Problem to work on: The answer consists of one number: how many lines of the data below include the string "appear".

**** Record extracts ****

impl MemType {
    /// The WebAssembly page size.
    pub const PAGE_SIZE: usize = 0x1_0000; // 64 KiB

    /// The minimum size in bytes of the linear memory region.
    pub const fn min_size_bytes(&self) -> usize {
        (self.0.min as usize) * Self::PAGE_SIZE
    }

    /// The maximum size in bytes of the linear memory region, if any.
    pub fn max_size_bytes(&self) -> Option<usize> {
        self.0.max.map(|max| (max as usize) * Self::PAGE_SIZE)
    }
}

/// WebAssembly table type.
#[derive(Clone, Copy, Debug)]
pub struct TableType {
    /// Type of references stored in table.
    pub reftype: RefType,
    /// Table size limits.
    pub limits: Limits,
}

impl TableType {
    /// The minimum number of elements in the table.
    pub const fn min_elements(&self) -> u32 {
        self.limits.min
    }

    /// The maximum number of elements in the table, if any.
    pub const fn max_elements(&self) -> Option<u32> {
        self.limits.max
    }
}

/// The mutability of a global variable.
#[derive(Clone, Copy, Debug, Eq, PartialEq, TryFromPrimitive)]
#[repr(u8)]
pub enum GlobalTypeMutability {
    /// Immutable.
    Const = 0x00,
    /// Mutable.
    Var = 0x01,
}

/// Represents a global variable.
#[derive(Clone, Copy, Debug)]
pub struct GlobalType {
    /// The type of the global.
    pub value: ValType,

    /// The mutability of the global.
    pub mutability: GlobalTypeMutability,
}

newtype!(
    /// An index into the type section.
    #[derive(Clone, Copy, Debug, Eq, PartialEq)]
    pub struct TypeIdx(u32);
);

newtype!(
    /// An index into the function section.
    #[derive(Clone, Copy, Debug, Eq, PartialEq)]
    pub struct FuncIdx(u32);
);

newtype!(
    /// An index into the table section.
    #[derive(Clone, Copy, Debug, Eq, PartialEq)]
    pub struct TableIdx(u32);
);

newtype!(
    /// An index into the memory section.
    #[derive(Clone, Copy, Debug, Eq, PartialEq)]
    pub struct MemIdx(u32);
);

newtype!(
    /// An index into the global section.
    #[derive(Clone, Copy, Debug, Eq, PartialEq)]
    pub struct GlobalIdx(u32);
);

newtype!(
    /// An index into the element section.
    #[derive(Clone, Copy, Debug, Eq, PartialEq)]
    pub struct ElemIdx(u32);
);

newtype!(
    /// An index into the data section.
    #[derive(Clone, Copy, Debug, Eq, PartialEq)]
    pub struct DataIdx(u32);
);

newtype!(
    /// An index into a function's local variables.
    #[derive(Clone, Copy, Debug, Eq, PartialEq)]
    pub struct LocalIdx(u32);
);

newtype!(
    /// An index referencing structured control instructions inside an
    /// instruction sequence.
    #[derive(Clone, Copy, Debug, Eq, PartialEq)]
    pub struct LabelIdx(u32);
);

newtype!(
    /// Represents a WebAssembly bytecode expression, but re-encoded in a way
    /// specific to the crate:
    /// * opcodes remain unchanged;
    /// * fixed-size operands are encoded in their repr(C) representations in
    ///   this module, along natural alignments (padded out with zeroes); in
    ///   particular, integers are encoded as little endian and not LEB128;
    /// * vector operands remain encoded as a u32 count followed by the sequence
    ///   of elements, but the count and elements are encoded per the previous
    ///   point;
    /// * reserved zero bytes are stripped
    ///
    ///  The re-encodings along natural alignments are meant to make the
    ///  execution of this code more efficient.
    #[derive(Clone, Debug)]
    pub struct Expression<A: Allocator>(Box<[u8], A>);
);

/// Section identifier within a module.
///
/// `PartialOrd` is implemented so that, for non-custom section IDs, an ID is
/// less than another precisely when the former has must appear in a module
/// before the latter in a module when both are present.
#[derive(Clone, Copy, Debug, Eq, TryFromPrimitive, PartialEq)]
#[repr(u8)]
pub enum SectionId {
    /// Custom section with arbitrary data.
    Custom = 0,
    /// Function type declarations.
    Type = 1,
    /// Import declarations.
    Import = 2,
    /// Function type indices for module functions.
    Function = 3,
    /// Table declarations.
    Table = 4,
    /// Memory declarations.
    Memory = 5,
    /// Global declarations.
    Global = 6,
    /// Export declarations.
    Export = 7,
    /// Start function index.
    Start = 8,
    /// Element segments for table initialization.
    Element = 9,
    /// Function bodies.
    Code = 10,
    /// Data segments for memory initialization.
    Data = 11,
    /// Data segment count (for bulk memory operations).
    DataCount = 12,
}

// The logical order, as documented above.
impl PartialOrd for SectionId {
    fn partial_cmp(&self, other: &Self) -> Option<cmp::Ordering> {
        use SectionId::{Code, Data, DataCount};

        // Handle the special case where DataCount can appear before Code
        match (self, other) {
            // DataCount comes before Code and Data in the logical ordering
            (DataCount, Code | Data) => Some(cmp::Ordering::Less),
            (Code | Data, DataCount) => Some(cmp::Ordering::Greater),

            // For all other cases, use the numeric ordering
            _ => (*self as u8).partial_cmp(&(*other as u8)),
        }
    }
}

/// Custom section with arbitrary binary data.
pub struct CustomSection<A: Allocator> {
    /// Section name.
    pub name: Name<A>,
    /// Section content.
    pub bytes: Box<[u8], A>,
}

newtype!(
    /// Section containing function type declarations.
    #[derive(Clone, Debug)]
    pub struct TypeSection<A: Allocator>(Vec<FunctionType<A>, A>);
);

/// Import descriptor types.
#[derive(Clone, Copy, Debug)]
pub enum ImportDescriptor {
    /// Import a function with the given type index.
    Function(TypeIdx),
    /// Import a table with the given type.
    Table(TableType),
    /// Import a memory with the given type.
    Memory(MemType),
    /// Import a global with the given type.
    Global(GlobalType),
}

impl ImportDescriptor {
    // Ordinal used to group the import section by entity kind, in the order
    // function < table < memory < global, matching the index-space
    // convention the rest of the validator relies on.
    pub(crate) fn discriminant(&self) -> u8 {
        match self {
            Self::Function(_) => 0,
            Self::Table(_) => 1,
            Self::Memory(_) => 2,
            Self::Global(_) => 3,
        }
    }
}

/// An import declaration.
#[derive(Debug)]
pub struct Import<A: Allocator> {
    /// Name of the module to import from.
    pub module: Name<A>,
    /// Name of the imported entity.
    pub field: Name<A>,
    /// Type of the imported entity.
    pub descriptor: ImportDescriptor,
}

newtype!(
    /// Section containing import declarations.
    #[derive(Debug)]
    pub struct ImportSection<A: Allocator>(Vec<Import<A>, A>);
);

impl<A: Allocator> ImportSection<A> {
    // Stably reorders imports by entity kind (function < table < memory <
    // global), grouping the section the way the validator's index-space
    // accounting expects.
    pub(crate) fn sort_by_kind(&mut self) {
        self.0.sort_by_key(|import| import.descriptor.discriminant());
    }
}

****

Exercise result: 2